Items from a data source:
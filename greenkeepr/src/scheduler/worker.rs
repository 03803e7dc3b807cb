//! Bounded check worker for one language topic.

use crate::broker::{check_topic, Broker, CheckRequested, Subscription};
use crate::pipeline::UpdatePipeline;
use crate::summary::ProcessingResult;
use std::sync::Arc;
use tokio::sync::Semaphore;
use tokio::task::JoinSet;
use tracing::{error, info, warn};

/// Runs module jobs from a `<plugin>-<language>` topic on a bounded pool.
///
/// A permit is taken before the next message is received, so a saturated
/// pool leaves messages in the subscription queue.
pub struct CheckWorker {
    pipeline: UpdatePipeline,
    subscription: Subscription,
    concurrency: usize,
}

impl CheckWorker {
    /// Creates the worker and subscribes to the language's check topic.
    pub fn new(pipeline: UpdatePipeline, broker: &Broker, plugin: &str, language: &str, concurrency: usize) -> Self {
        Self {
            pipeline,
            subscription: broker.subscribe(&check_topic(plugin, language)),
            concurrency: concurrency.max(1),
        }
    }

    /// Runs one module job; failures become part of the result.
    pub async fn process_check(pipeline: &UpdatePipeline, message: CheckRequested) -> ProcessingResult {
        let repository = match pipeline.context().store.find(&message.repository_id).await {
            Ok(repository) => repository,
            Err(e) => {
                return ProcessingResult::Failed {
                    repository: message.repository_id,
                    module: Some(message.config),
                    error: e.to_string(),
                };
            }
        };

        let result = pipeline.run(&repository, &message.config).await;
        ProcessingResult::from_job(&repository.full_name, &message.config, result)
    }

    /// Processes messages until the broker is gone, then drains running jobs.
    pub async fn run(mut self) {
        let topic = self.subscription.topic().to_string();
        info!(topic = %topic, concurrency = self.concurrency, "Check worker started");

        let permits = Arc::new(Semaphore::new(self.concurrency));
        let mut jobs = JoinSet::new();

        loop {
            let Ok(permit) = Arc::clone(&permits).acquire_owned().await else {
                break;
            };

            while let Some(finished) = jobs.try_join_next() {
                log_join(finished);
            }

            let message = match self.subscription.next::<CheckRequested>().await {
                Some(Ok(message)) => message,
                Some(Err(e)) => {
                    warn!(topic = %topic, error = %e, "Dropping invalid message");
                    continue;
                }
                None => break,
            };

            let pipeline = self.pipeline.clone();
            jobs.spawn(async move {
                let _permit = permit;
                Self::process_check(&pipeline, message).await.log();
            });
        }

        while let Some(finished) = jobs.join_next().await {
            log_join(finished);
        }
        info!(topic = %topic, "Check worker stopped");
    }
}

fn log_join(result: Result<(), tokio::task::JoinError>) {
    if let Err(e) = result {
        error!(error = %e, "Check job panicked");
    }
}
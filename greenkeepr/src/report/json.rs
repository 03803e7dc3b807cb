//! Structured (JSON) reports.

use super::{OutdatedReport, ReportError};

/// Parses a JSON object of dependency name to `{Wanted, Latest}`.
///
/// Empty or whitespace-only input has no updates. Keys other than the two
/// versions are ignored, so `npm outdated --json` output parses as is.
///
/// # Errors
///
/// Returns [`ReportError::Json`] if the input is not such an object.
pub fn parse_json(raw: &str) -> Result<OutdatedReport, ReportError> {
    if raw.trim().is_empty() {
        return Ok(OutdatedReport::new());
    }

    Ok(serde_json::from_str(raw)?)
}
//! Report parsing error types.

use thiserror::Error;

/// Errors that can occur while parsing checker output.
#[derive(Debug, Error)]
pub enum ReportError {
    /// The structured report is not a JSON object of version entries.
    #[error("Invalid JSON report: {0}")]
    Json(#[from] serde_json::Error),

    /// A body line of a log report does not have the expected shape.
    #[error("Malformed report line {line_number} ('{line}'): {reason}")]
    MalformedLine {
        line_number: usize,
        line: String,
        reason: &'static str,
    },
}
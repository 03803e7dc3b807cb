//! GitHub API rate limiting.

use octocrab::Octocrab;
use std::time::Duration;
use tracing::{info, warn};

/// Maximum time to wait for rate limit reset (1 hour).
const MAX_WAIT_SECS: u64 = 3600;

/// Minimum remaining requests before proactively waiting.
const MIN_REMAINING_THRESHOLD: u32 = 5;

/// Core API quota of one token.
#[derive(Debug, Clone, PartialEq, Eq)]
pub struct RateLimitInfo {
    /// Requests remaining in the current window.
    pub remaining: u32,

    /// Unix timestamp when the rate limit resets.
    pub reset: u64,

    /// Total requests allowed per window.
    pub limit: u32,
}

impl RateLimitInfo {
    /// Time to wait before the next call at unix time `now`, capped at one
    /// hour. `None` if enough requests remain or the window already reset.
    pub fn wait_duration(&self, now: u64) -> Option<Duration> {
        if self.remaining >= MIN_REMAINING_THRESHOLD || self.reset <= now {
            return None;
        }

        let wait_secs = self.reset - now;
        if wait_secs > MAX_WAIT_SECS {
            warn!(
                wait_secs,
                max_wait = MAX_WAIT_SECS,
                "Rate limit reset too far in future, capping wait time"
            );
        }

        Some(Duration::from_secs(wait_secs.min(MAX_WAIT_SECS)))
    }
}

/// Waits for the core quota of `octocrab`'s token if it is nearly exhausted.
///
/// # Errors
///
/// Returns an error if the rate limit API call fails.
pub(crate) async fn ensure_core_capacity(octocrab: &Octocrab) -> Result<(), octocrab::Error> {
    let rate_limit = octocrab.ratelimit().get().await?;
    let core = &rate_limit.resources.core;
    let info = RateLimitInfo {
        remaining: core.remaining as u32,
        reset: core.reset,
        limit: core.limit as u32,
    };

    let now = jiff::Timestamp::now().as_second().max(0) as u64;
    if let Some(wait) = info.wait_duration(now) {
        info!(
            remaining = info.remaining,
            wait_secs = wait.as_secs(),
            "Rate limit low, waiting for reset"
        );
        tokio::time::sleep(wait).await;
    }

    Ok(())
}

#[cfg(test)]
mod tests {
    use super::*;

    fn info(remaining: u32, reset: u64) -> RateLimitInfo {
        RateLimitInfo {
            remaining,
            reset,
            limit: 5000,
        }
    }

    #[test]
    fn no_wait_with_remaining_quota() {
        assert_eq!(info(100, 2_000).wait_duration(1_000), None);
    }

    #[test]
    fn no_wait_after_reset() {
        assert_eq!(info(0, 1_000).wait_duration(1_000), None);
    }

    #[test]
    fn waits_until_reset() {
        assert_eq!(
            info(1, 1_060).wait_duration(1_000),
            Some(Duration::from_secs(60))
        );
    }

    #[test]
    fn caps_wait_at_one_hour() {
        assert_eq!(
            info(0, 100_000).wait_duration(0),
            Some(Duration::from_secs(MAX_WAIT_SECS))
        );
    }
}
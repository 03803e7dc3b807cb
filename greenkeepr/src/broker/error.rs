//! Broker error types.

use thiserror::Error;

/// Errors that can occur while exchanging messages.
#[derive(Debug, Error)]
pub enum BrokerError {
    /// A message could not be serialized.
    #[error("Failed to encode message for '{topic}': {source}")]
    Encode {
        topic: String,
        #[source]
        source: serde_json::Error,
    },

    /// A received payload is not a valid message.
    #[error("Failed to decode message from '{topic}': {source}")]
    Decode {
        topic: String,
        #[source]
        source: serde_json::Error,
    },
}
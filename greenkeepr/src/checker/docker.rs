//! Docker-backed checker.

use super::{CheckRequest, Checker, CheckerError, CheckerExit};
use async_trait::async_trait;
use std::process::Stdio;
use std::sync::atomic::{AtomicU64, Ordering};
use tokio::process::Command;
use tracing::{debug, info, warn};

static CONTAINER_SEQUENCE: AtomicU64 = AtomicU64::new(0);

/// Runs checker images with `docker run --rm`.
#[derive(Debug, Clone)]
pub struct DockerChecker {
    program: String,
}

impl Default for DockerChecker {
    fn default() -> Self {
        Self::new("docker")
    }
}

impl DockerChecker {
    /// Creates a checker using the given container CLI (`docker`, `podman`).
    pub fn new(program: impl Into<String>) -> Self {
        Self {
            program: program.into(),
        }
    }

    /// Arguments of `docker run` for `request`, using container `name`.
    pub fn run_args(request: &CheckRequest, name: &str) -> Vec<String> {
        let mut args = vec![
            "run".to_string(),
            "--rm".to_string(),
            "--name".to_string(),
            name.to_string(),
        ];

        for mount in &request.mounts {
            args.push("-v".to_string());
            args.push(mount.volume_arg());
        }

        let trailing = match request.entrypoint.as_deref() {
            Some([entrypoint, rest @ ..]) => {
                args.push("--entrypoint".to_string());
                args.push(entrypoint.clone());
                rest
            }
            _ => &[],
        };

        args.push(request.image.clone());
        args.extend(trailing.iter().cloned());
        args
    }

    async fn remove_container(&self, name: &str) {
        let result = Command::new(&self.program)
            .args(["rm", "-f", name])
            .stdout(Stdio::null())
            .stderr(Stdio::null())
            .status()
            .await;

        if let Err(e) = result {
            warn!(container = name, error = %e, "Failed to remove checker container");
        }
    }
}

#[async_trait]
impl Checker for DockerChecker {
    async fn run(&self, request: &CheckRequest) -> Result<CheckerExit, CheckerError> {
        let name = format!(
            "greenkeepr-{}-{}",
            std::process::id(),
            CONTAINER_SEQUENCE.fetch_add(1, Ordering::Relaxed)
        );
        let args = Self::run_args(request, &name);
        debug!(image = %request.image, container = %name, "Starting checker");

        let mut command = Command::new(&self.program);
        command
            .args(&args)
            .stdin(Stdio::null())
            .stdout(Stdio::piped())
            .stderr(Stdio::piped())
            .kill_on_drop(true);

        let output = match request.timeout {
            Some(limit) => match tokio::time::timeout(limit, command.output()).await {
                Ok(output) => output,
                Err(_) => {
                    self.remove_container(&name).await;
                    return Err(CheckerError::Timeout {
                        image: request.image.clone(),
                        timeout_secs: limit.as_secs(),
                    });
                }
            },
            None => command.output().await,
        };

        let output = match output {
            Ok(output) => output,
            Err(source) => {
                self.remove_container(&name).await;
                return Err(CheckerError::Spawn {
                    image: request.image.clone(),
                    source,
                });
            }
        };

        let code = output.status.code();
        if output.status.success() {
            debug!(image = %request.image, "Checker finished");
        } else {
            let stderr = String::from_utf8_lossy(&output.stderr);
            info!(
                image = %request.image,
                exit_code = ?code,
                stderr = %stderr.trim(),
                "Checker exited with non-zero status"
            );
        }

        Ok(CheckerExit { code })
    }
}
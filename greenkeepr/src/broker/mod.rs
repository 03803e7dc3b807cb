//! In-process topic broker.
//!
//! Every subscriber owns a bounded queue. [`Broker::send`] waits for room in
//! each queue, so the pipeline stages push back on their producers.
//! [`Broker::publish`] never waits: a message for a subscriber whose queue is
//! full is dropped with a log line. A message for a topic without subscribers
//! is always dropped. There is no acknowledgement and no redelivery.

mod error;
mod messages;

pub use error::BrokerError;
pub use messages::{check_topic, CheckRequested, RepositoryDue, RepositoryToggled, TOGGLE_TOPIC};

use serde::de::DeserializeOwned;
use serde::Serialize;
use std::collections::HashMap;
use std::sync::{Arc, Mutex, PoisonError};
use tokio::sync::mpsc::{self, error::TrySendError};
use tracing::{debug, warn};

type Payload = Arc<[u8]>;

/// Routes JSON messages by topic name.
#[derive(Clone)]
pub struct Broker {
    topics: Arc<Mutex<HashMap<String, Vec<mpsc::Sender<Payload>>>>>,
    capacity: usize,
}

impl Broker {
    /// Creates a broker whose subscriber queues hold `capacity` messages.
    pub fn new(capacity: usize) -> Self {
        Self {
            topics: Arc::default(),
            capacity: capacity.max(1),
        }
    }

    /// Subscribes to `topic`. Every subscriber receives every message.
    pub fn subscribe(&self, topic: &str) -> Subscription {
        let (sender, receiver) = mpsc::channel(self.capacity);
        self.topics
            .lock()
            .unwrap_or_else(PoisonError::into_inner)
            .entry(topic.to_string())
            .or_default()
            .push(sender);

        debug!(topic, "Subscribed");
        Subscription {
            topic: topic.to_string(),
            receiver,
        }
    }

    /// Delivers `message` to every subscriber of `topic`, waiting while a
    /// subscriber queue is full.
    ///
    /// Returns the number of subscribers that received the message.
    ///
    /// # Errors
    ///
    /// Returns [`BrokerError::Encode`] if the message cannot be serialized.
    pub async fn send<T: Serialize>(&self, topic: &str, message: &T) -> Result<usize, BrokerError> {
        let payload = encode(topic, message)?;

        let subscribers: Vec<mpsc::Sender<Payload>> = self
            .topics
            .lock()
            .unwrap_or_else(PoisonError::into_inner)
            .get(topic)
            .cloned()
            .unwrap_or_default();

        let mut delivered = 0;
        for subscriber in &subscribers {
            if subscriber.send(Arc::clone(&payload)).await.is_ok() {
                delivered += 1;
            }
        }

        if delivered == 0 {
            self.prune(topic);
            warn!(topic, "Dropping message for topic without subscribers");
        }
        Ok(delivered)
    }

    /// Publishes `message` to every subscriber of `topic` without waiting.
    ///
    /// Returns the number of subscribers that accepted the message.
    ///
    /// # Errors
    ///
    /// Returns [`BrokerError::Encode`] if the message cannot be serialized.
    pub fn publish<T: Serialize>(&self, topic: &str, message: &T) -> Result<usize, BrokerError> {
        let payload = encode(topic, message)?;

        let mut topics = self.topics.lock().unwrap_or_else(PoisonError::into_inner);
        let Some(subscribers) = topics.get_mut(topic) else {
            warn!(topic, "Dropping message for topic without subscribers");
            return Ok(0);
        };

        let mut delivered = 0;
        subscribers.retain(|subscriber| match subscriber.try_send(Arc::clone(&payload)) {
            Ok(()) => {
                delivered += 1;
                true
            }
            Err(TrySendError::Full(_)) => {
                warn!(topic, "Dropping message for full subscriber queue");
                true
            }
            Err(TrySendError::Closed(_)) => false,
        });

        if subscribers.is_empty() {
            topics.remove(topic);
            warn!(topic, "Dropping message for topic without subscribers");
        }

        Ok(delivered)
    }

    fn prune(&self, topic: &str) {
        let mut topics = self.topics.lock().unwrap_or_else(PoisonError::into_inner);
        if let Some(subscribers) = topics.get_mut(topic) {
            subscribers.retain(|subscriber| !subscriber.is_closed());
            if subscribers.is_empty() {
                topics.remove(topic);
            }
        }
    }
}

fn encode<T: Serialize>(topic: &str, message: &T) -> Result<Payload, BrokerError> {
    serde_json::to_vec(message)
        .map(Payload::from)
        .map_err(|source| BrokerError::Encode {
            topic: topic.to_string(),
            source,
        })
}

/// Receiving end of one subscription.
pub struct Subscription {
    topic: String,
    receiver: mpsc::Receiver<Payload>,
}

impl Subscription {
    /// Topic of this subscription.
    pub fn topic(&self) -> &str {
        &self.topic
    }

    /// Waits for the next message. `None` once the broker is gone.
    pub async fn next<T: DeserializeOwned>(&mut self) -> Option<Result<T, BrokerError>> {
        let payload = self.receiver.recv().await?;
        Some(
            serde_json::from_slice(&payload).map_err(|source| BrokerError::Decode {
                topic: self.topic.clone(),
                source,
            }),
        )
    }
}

WHAT YOU NEED TO DO: In the entries above, how many lines contain the word "stdout"? Answer with the number only.

RESPONSE AREA: 2